Even if voters could be persuaded to uphold the council's ban, the city hasn't demonstrated much of an ability to close dispensaries. Besides, as with so many issues connected with medical marijuana, the ban is somewhat hazy. It's a ban that's not really a ban because it would permit certain small operations to open or to remain open. There are bound to be additional legal challenges. It would be smarter, and better policy, to go back to the drawing board and return with an ordinance to limit and regulate dispensaries -- and a plan to enforce it.

There are many marijuana advocates who argue that the city's attempted ban was illegal and that those who brought it forward -- Councilman Jose Huizar and City Atty. Carmen Trutanich -- were mean-spirited or backward looking. That's untrue. A ban on over-the-counter, for-profit retail sales -- and let's please be honest enough with ourselves to acknowledge that that's the business of the vast majority of so-called dispensaries -- has unmistakable appeal. The legal landscape of medical marijuana has shifted drastically, in many directions, over the last several years. Court rulings and enforcement patterns are bound to remain volatile for some time to come, because like it or not, marijuana remains a Schedule I drug under the federal Controlled Substances Act and is illegal in California as it is everywhere else in the country, notwithstanding the passage of Proposition 215, the Compassionate Use Act, in 1996.

The Los Angeles City Council once had a law that purported to regulate the locations and concentration of dispensaries, but it replaced that law with its now-suspended soft ban when courts overturned a parallel regulatory ordinance in Long Beach. An appeals court threw out the Long Beach law on the theory that, by saying where dispensaries could and could not operate, it was sanctioning illegal activity. Los Angeles thought the soft ban might meet with more favor in the courts, but it turns out that bans, too, have been struck down as being outside the spirit of Proposition 215. So the ban may be no more enforceable than a limit, even if voters opt to uphold it at the ballot box.
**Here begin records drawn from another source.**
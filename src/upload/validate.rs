//! File extension allow-list
//!
//! The check looks at the filename only. It does not inspect file contents or
//! the declared content type, so a renamed binary of any kind passes.

/// Extensions accepted when no allow-list is configured
pub const DEFAULT_ALLOWED_EXTENSIONS: &[&str] = &["mp3", "wav", "ogg"];

/// Extract the lower-cased substring after the last `.`
///
/// Returns `None` when the filename has no `.` at all.
pub fn extension_of(filename: &str) -> Option<String> {
    filename
        .rsplit_once('.')
        .map(|(_, ext)| ext.to_ascii_lowercase())
}

/// Extension validator backed by a fixed allow-set
#[derive(Debug, Clone)]
pub struct ExtensionValidator {
    allowed: Vec<String>,
}

impl Default for ExtensionValidator {
    fn default() -> Self {
        Self::new(DEFAULT_ALLOWED_EXTENSIONS.iter().copied())
    }
}

impl ExtensionValidator {
    /// Create a validator from configured extensions
    ///
    /// Entries are lower-cased and stripped of a leading dot, so `".MP3"` and
    /// `"mp3"` configure the same rule.
    pub fn new<I, S>(extensions: I) -> Self
    where
        I: IntoIterator<Item = S>,
        S: AsRef<str>,
    {
        let mut allowed: Vec<String> = extensions
            .into_iter()
            .map(|ext| ext.as_ref().trim().trim_start_matches('.').to_ascii_lowercase())
            .filter(|ext| !ext.is_empty())
            .collect();
        allowed.sort();
        allowed.dedup();

        Self { allowed }
    }

    /// Whether `filename` carries an allowed extension
    pub fn is_allowed(&self, filename: &str) -> bool {
        match extension_of(filename) {
            Some(ext) if !ext.is_empty() => self.allowed.iter().any(|a| *a == ext),
            _ => false,
        }
    }

    /// The normalised allow-set, sorted
    pub fn allowed(&self) -> &[String] {
        &self.allowed
    }
}

/// Check a filename against the default `{mp3, wav, ogg}` allow-set
pub fn is_allowed_extension(filename: &str) -> bool {
    ExtensionValidator::default().is_allowed(filename)
}
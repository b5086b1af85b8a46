//! Song Uploadr Library
//!
//! HTTP service that accepts audio uploads, stores them in an S3 bucket with
//! public-read visibility and records their metadata in a document store.
//!
//! # Endpoints
//!
//! - `GET /` health check
//! - `GET /songs` list every recorded song
//! - `POST /upload` multipart upload with a `file` part and optional `name`
//!
//! # Example
//!
//! ```no_run
//! use song_uploadr::{config::Config, s3::S3ObjectStore, server::{AppState, Server}, songs};
//! use std::sync::Arc;
//!
//! #[tokio::main]
//! async fn main() -> anyhow::Result<()> {
//!     let config = Config::load("config.yaml")?;
//!     let store = Arc::new(S3ObjectStore::new((&config.storage).into())?);
//!     let repo = songs::connect(&config.database).await?;
//!     let server = Server::bind(&config.server.address, AppState::new(&config, store, repo)).await?;
//!     server.run().await?;
//!     Ok(())
//! }
//! ```

pub mod config;
pub mod logging;
pub mod metrics;
pub mod router;
pub mod s3;
pub mod server;
pub mod songs;
pub mod upload;

pub use config::Config;
pub use server::{AppState, Server};

/// Library version
pub const VERSION: &str = env!("CARGO_PKG_VERSION");
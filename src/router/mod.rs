//! Request router
//!
//! Maps a method and path onto one of the service's endpoints.

use hyper::Method;

/// Resolved endpoint for a request
#[derive(Debug, Clone, PartialEq, Eq)]
pub enum Route {
    /// GET /
    Health,
    /// GET /songs
    ListSongs,
    /// POST /upload
    Upload,
    /// OPTIONS on any path
    Preflight,
    /// Known path, wrong method
    MethodNotAllowed { allow: &'static str },
    NotFound,
}

impl Route {
    /// Resolve a request to a route
    ///
    /// A single trailing slash is ignored, so `/songs/` resolves like `/songs`.
    pub fn resolve(method: &Method, path: &str) -> Self {
        if method == Method::OPTIONS {
            return Route::Preflight;
        }

        let path = match path {
            "/" => "/",
            p => p.strip_suffix('/').unwrap_or(p),
        };

        match (path, method) {
            ("/", &Method::GET) | ("/", &Method::HEAD) => Route::Health,
            ("/", _) => Route::MethodNotAllowed { allow: "GET, HEAD, OPTIONS" },
            ("/songs", &Method::GET) => Route::ListSongs,
            ("/songs", _) => Route::MethodNotAllowed { allow: "GET, OPTIONS" },
            ("/upload", &Method::POST) => Route::Upload,
            ("/upload", _) => Route::MethodNotAllowed { allow: "POST, OPTIONS" },
            _ => Route::NotFound,
        }
    }

    /// Label used for metrics and logs
    pub fn name(&self) -> &'static str {
        match self {
            Route::Health => "health",
            Route::ListSongs => "list_songs",
            Route::Upload => "upload",
            Route::Preflight => "preflight",
            Route::MethodNotAllowed { .. } => "method_not_allowed",
            Route::NotFound => "not_found",
        }
    }
}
Does that doom cities to allowing pretty much anything anywhere, and mean that they shouldn't even try to craft a rational regulation? It shouldn't. Parts of Los Angeles were once plagued by liquor stores that, although legal, became magnets for crime because of poor management or upkeep by owners. Parking lots outside such stores became gathering points for gangs and open bazaars for illegal drug sales. The problem was addressed by rational land-use regulation: requirements for conditional use permits and variances, and the public hearings and other procedures that go along with such rules. Can Los Angeles do the same with marijuana dispensaries? It must try.